La etapa que se abre ante el nuevo presidente se aparece tan difuminada como la que se acaba. La sorpresiva vuelta a los órganos de la CIE de la Federación Española de Entidades Religiosas Islámicas, FEERI, ha tenido un efecto de incrédulo escepticismo y no de esperanza en el nuevo ciclo de su participación en la CIE.
Los 8 años de ausencia de la FEERI no fueron aprovechados por sus responsables para estructurar una alternativa de oposición fiable y sólida en sus argumentos. FEERI vuelve a la CIE con las manos vacías. La ausencia de propuestas concretas y realizables, la inexistencia de una estructura administrativa mínimamente eficaz, la carencia de un servicio de atención a propios y extraños, así como un desdibujado planteamiento de regeneración de la CIE, inducen a pensar que será un engranaje irrelevante en la vetusta maquinaria de la CIE.
Benjelloun tiene que hacer frente no solo al muro de la UCIDE, le urge también realizar cambios sustanciales en su organigrama directivo, tanto como que algunas piezas resultan insoportables por su falta de implicación activa y porque su aportación arroja cuentas absolutamente deprimentes, lo que frena y produce graves daños al conjunto de la organización. Si Benjelloun no toma conciencia de sus limitaciones internas difícilmente podrá avanzar hacia otros objetivos.

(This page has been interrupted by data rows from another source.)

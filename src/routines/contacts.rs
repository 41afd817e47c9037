use async_trait::async_trait;
use reqwest::StatusCode;
use serde::Serialize;
use serde_json::{Map, Value};

use super::{Routine, RoutineContext};
use crate::error::AppResult;
use crate::outcome::Verdict;
use crate::session::read_body;

pub const CONTACTS_PATH: &str = "/contacts";

#[derive(Debug, Serialize)]
#[serde(rename_all = "camelCase")]
struct NewContact {
    first_name: &'static str,
    last_name: &'static str,
    birthdate: &'static str,
    email: &'static str,
    phone: &'static str,
    street1: &'static str,
    street2: &'static str,
    city: &'static str,
    state_province: &'static str,
    postal_code: &'static str,
    country: &'static str,
}

const SAMPLE_CONTACT: NewContact = NewContact {
    first_name: "George",
    last_name: "Test",
    birthdate: "1970-01-01",
    email: "jdoe@fake.com",
    phone: "8005555555",
    street1: "1 Main St.",
    street2: "Apartment A",
    city: "Anytown",
    state_province: "KS",
    postal_code: "12345",
    country: "USA",
};

pub struct AddContact;

#[async_trait]
impl Routine for AddContact {
    fn name(&self) -> &'static str {
        "addcontact"
    }

    fn description(&self) -> &'static str {
        "Create a sample contact and expect 2xx"
    }

    fn requires_login(&self) -> bool {
        true
    }

    async fn run(&self, ctx: &mut RoutineContext<'_>) -> AppResult<Verdict> {
        let request = ctx.session.post_json(CONTACTS_PATH, &SAMPLE_CONTACT)?;
        let status = ctx.session.send(request).await?.status();

        if status.is_success() {
            ctx.console.say("Contact added successfully.");
            Ok(Verdict::Passed)
        } else {
            ctx.console.say(format!(
                "Failed to add contact with status code: {}",
                status
            ));
            Ok(Verdict::Failed)
        }
    }
}

/// Posts `{}` to the contacts endpoint and expects 400 or 404.
async fn post_empty_contact(ctx: &mut RoutineContext<'_>) -> AppResult<Verdict> {
    let request = ctx
        .session
        .post_json(CONTACTS_PATH, &Value::Object(Map::new()))?;
    let status = ctx.session.send(request).await?.status();

    if matches!(status, StatusCode::BAD_REQUEST | StatusCode::NOT_FOUND) {
        ctx.console.say(format!("Received expected status code: {}", status));
        Ok(Verdict::Passed)
    } else {
        ctx.console.say(format!("Unexpected response status: {}", status));
        Ok(Verdict::Failed)
    }
}

pub struct WrongDataFormat;

#[async_trait]
impl Routine for WrongDataFormat {
    fn name(&self) -> &'static str {
        "wrongdataformat"
    }

    fn description(&self) -> &'static str {
        "Post an empty contact and expect 400 or 404"
    }

    fn requires_login(&self) -> bool {
        true
    }

    async fn run(&self, ctx: &mut RoutineContext<'_>) -> AppResult<Verdict> {
        post_empty_contact(ctx).await
    }
}

/// Same request as [`WrongDataFormat`], kept under its own name for scripts
/// that already call it.
pub struct BrokenApi;

#[async_trait]
impl Routine for BrokenApi {
    fn name(&self) -> &'static str {
        "brokenapi"
    }

    fn description(&self) -> &'static str {
        "Post malformed contact data and expect 400 or 404"
    }

    fn requires_login(&self) -> bool {
        true
    }

    async fn run(&self, ctx: &mut RoutineContext<'_>) -> AppResult<Verdict> {
        post_empty_contact(ctx).await
    }
}

pub struct GetContacts;

#[async_trait]
impl Routine for GetContacts {
    fn name(&self) -> &'static str {
        "gettest"
    }

    fn description(&self) -> &'static str {
        "List contacts and look for the configured contact name"
    }

    fn requires_login(&self) -> bool {
        true
    }

    async fn run(&self, ctx: &mut RoutineContext<'_>) -> AppResult<Verdict> {
        let request = ctx.session.get(CONTACTS_PATH)?;
        let response = ctx.session.send(request).await?;
        let status = response.status();
        if !status.is_success() {
            ctx.console.say(format!(
                "Failed to retrieve contacts with status code: {}",
                status
            ));
            return Ok(Verdict::Failed);
        }

        let body = read_body(response).await?;
        let name = &ctx.settings.contact_name;
        if body.contains(name.as_str()) {
            ctx.console.say(format!("Contact '{}' found.", name));
            Ok(Verdict::Passed)
        } else {
            ctx.console.say(format!("Contact '{}' not found.", name));
            Ok(Verdict::Failed)
        }
    }
}

pub struct UpdateContact;

#[async_trait]
impl Routine for UpdateContact {
    fn name(&self) -> &'static str {
        "updatecontact"
    }

    fn description(&self) -> &'static str {
        "Add or update a contact (no checks defined yet)"
    }

    fn requires_login(&self) -> bool {
        true
    }

    async fn run(&self, ctx: &mut RoutineContext<'_>) -> AppResult<Verdict> {
        ctx.console.say(format!("{}: no checks defined yet.", self.name()));
        Ok(Verdict::Skipped)
    }
}

pub struct DeleteContact;

#[async_trait]
impl Routine for DeleteContact {
    fn name(&self) -> &'static str {
        "deletecontact"
    }

    fn description(&self) -> &'static str {
        "Delete a contact (no checks defined yet)"
    }

    fn requires_login(&self) -> bool {
        true
    }

    async fn run(&self, ctx: &mut RoutineContext<'_>) -> AppResult<Verdict> {
        ctx.console.say(format!("{}: no checks defined yet.", self.name()));
        Ok(Verdict::Skipped)
    }
}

La reelección de Aiman Adlbi se produce en un ambiente de indiferencia por parte de una gran mayoría de ciudadanos musulmanes. Muchos de los miembros de la Comisión Permanente, CP, el órgano encargado de elegir presidente, acuden a la cita sin los deberes hechos. El continuismo parece ser su santo y seña. Y nada más que añadir. La mayoría de UCIDE en CP, 16 de 25, anticipan que la reelección saldrá adelante sin percances de ningún tipo. Sin embargo, queda el lado ético y moral, sin olvidar el deber al que obliga el servir a la comunidad. Una mayoría de votos no debería impedir escuchar y valorar convenientemente aquellas propuestas que puedan surgir de la bancada en minoría.

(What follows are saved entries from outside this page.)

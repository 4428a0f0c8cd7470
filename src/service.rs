//! Business operations over the save file.
//!
//! Every call runs one load → mutate → save cycle under a single
//! process-wide lock, so concurrent requests never interleave their
//! cycles and lose each other's writes.

use crate::error::TaskError;
use crate::model::Task;
use crate::store::SaveFile;
use crate::tasks::{Filter, NewTask, TaskChanges, TaskList, TaskStats};
use chrono::{DateTime, Utc};
use std::sync::{Mutex, PoisonError};
use tracing::info;

pub struct TaskService {
    save_file: SaveFile,
    lock: Mutex<()>,
}

impl TaskService {
    pub fn new(save_file: SaveFile) -> Self {
        TaskService {
            save_file,
            lock: Mutex::new(()),
        }
    }

    #[cfg(test)]
    pub(crate) fn save_file(&self) -> &SaveFile {
        &self.save_file
    }

    /// The whole collection, most recent first.
    pub fn list_tasks(&self) -> Vec<Task> {
        self.read(|list| list.into_tasks())
    }

    pub fn query_tasks(&self, filter: Filter, search: Option<&str>) -> Vec<Task> {
        self.read(|list| list.view(filter, search))
    }

    pub fn stats(&self) -> TaskStats {
        self.read(|list| list.stats())
    }

    pub fn add_task(&self, new: NewTask) -> Result<Task, TaskError> {
        let task = self.mutate(|list, now| list.add(new, now))?;
        info!(task_id = %task.id, priority = %task.priority, "task added");
        Ok(task)
    }

    pub fn toggle_task(&self, id: &str) -> Result<Task, TaskError> {
        let task = self.mutate(|list, now| list.toggle(id, now))?;
        info!(task_id = %task.id, completed = task.completed, "task toggled");
        Ok(task)
    }

    pub fn update_task(&self, id: &str, changes: TaskChanges) -> Result<Task, TaskError> {
        let task = self.mutate(|list, now| list.update(id, changes, now))?;
        info!(task_id = %task.id, "task updated");
        Ok(task)
    }

    pub fn delete_task(&self, id: &str) -> Result<(), TaskError> {
        self.mutate(|list, _| list.delete(id))?;
        info!(task_id = %id, "task deleted");
        Ok(())
    }

    /// Remove every completed task. Returns the number removed (0 is fine).
    pub fn clear_completed(&self) -> Result<usize, TaskError> {
        let count = self.mutate(|list, _| Ok(list.clear_completed()))?;
        info!(count, "completed tasks cleared");
        Ok(count)
    }

    fn read<T>(&self, f: impl FnOnce(TaskList) -> T) -> T {
        let _guard = self.lock.lock().unwrap_or_else(PoisonError::into_inner);
        f(TaskList::new(self.save_file.load()))
    }

    /// THE mutation codepath. Nothing is written unless `f` succeeds.
    fn mutate<T>(
        &self,
        f: impl FnOnce(&mut TaskList, DateTime<Utc>) -> Result<T, TaskError>,
    ) -> Result<T, TaskError> {
        let _guard = self.lock.lock().unwrap_or_else(PoisonError::into_inner);

        let mut list = TaskList::new(self.save_file.load());
        let out = f(&mut list, Utc::now())?;
        self.save_file.save(list.tasks())?;
        Ok(out)
    }
}

// ── Tests ──────────────────────────────────────────────────────

#[cfg(test)]
mod tests {
    use super::*;
    use std::fs;
    use std::sync::Arc;
    use tempfile::TempDir;

    fn temp_service() -> (TaskService, TempDir) {
        let dir = tempfile::tempdir().unwrap();
        let sf = SaveFile::open(dir.path().join("tasks.json")).unwrap();
        (TaskService::new(sf), dir)
    }

    fn new_task(title: &str) -> NewTask {
        NewTask {
            title: title.into(),
            ..NewTask::default()
        }
    }

    #[test]
    fn add_persists_to_disk() {
        let (svc, _dir) = temp_service();
        let task = svc.add_task(new_task("Buy milk")).unwrap();

        let reloaded = svc.save_file().load();
        assert_eq!(reloaded, vec![task]);
    }

    #[test]
    fn rejected_add_writes_nothing() {
        let (svc, _dir) = temp_service();
        let before = fs::read(svc.save_file().path()).unwrap();

        let err = svc.add_task(new_task("   ")).unwrap_err();
        assert!(matches!(err, TaskError::Validation(_)));
        assert_eq!(fs::read(svc.save_file().path()).unwrap(), before);
    }

    #[test]
    fn not_found_leaves_collection_unchanged() {
        let (svc, _dir) = temp_service();
        svc.add_task(new_task("Keep")).unwrap();
        let before = svc.list_tasks();

        assert!(matches!(svc.toggle_task("missing"), Err(TaskError::NotFound(_))));
        assert!(matches!(
            svc.update_task("missing", TaskChanges::default()),
            Err(TaskError::NotFound(_))
        ));
        assert!(matches!(svc.delete_task("missing"), Err(TaskError::NotFound(_))));
        assert_eq!(svc.list_tasks(), before);
    }

    #[test]
    fn toggle_update_delete_round_trip_through_disk() {
        let (svc, _dir) = temp_service();
        let id = svc.add_task(new_task("Draft")).unwrap().id;

        let toggled = svc.toggle_task(&id).unwrap();
        assert!(toggled.completed);
        assert!(toggled.completed_at.is_some());

        let updated = svc
            .update_task(
                &id,
                TaskChanges {
                    title: Some("Final".into()),
                    ..TaskChanges::default()
                },
            )
            .unwrap();
        assert_eq!(updated.title, "Final");
        assert!(updated.completed);
        assert_eq!(svc.list_tasks(), vec![updated]);

        svc.delete_task(&id).unwrap();
        assert!(svc.list_tasks().is_empty());
    }

    #[test]
    fn clear_completed_counts_and_persists() {
        let (svc, _dir) = temp_service();
        let done = svc.add_task(new_task("Done")).unwrap();
        let pending = svc.add_task(new_task("Pending")).unwrap();
        svc.toggle_task(&done.id).unwrap();

        assert_eq!(svc.clear_completed().unwrap(), 1);
        assert_eq!(svc.list_tasks(), vec![pending]);
        assert_eq!(svc.clear_completed().unwrap(), 0);
    }

    #[test]
    fn storage_failure_surfaces_as_storage_error() {
        let dir = tempfile::tempdir().unwrap();
        let path = dir.path().join("sub").join("tasks.json");
        let svc = TaskService::new(SaveFile::open(&path).unwrap());
        fs::remove_dir_all(dir.path().join("sub")).unwrap();

        let err = svc.add_task(new_task("Lost")).unwrap_err();
        assert!(matches!(err, TaskError::Storage(_)));
    }

    #[test]
    fn concurrent_adds_are_all_kept() {
        let (svc, _dir) = temp_service();
        let svc = Arc::new(svc);

        let handles: Vec<_> = (0..8)
            .map(|i| {
                let svc = Arc::clone(&svc);
                std::thread::spawn(move || {
                    for j in 0..5 {
                        svc.add_task(new_task(&format!("t{i}-{j}"))).unwrap();
                    }
                })
            })
            .collect();
        for h in handles {
            h.join().unwrap();
        }

        assert_eq!(svc.list_tasks().len(), 40);
        assert_eq!(svc.stats().total, 40);
    }
}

La decisión de Adlbi invitando a Benjelloun a la vuelta a la CIE exige una lectura sosegada y acorde con la realidad de la situación.
A la vista de cómo se las gasta UCIDE en su peculiar forma de gestión, con tintes absolutistas muy del gusto estanilista, hay que descartar que la llamada de Adlbi se deba a un impulso de un corazón caritativo que busca redimir sus culpas del pasado; antes bien, hay que resolver que la decisión de Adlbi esconde intereses relacionados en hacer piña con FEERI ante amenazas inconfesables. Habrá que esperar al discurrir de los acontecimientos para descifrar el enigma planteado por Adlbi.
Los últimos 4 años de Adlbi no invitan a pensar que sus nuevas decisiones tengan como objetivo capital revertir la percepción que anidó desde hace tiempo en la memoria de la comunidad musulmana respecto a la inacción y pasividad de la CIE a la hora de atender sus preocupaciones y la búsqueda de soluciones.
La participación y la transparencia deberían erigirse como preceptos fundamentales en la nueva encomienda de Adlbi. Sin eso, todo seguirá igual, desvaneciéndose con ello cualquier esperanza.